-------- Given entries

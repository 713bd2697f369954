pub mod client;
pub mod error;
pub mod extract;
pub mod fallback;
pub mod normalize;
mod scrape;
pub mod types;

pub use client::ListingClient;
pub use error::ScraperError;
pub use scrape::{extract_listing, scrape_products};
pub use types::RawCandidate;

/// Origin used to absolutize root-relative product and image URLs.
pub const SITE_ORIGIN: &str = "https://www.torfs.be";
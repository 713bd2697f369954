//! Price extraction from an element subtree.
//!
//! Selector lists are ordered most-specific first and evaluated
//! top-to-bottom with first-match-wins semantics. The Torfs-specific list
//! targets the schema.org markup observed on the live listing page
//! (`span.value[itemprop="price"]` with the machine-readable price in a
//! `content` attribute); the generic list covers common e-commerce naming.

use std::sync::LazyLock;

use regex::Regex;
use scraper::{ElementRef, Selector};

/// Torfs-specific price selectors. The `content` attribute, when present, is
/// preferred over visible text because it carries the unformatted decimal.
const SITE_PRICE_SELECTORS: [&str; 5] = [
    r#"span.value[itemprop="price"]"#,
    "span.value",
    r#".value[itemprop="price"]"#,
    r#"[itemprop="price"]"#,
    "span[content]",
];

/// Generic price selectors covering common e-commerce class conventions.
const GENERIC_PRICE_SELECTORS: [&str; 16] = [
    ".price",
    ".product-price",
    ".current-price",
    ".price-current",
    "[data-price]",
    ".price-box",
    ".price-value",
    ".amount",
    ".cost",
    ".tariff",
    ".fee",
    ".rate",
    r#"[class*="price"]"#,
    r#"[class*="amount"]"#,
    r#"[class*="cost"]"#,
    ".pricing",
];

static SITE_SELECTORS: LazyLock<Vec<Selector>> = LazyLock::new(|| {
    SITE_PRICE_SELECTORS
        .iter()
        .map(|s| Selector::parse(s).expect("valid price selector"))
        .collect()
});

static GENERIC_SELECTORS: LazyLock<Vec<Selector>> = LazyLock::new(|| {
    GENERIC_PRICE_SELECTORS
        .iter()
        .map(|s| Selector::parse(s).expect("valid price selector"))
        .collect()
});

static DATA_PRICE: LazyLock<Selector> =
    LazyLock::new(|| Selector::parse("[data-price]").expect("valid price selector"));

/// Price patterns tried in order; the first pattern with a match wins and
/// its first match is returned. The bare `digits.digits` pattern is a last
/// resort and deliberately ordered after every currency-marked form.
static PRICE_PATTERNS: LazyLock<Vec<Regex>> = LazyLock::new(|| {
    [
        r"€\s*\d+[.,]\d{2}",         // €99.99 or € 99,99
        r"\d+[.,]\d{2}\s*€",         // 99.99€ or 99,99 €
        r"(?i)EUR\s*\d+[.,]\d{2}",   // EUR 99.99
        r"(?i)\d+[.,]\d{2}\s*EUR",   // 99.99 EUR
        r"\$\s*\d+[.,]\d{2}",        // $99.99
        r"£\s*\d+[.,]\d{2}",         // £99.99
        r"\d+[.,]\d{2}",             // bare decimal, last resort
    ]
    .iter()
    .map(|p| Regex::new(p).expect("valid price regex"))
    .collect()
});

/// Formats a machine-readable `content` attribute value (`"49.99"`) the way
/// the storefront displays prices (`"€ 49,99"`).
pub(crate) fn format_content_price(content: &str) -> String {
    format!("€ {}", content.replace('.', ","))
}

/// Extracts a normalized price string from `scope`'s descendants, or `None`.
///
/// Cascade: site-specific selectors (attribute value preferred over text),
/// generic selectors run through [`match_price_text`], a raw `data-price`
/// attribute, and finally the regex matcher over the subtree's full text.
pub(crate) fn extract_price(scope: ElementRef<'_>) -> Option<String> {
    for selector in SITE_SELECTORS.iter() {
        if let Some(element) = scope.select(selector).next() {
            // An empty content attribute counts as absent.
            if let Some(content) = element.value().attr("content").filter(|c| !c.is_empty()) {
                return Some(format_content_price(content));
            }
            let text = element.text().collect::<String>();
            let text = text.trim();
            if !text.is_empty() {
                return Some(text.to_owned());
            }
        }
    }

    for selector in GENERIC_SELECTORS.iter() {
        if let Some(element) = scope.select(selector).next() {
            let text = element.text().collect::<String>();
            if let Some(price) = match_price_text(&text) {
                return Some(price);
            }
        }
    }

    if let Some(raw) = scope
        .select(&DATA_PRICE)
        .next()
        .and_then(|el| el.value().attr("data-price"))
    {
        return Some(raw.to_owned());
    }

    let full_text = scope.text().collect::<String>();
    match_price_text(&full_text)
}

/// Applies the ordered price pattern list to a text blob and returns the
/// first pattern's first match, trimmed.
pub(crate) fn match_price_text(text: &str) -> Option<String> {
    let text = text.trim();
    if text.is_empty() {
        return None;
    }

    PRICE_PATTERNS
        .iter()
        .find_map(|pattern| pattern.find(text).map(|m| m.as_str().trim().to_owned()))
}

----------------
-------- Given entries

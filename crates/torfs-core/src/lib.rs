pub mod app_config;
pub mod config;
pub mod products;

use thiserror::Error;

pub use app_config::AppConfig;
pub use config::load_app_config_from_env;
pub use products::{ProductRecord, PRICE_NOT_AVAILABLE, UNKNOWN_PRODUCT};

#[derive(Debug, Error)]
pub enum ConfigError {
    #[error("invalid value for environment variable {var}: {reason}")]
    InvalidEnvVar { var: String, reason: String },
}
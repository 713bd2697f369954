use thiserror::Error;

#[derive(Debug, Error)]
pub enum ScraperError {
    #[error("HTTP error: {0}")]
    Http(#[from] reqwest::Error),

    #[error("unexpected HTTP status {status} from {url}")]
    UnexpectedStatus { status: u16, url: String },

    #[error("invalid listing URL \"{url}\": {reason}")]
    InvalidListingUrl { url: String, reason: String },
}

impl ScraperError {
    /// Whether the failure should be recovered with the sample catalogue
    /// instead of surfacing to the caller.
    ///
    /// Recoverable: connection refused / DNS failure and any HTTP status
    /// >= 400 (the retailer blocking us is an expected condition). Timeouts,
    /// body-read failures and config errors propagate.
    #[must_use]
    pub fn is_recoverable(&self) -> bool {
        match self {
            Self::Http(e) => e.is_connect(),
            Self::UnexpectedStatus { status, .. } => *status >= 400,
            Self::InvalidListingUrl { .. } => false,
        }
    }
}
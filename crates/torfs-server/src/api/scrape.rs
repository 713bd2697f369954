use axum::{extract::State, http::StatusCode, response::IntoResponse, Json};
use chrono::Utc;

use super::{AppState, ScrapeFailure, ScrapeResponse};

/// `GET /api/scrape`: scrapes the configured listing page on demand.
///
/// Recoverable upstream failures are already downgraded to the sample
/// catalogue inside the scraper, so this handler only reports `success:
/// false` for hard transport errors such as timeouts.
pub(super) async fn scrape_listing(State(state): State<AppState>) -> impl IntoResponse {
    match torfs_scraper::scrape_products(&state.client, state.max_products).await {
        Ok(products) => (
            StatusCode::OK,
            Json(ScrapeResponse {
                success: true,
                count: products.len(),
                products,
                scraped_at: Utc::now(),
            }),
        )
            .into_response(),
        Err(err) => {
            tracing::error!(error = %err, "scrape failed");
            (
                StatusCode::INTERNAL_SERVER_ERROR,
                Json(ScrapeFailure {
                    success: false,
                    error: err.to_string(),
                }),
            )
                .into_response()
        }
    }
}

----------------
-------- Given entries

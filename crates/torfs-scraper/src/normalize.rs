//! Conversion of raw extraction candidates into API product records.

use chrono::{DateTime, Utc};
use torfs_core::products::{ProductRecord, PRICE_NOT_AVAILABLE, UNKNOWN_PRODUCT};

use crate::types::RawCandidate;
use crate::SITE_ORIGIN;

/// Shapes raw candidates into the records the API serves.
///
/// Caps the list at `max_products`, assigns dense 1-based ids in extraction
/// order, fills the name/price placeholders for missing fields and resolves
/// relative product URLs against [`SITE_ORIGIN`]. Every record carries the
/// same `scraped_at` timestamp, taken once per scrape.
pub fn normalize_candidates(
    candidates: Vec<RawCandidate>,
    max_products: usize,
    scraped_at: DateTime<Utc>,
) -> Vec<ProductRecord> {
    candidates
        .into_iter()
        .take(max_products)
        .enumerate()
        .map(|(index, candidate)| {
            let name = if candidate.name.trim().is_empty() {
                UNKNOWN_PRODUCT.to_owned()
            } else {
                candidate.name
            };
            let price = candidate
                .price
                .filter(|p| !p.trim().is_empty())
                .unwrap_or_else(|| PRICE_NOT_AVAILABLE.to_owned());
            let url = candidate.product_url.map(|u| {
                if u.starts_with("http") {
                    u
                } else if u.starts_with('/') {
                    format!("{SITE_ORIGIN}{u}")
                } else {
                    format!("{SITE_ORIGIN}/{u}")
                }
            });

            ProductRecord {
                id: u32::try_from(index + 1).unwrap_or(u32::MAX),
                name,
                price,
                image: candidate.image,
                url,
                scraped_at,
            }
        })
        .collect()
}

----------------

#### What is needed
Among the lines of the data above, count those containing the word "itemprop" and report the total alone.

#### Task result
4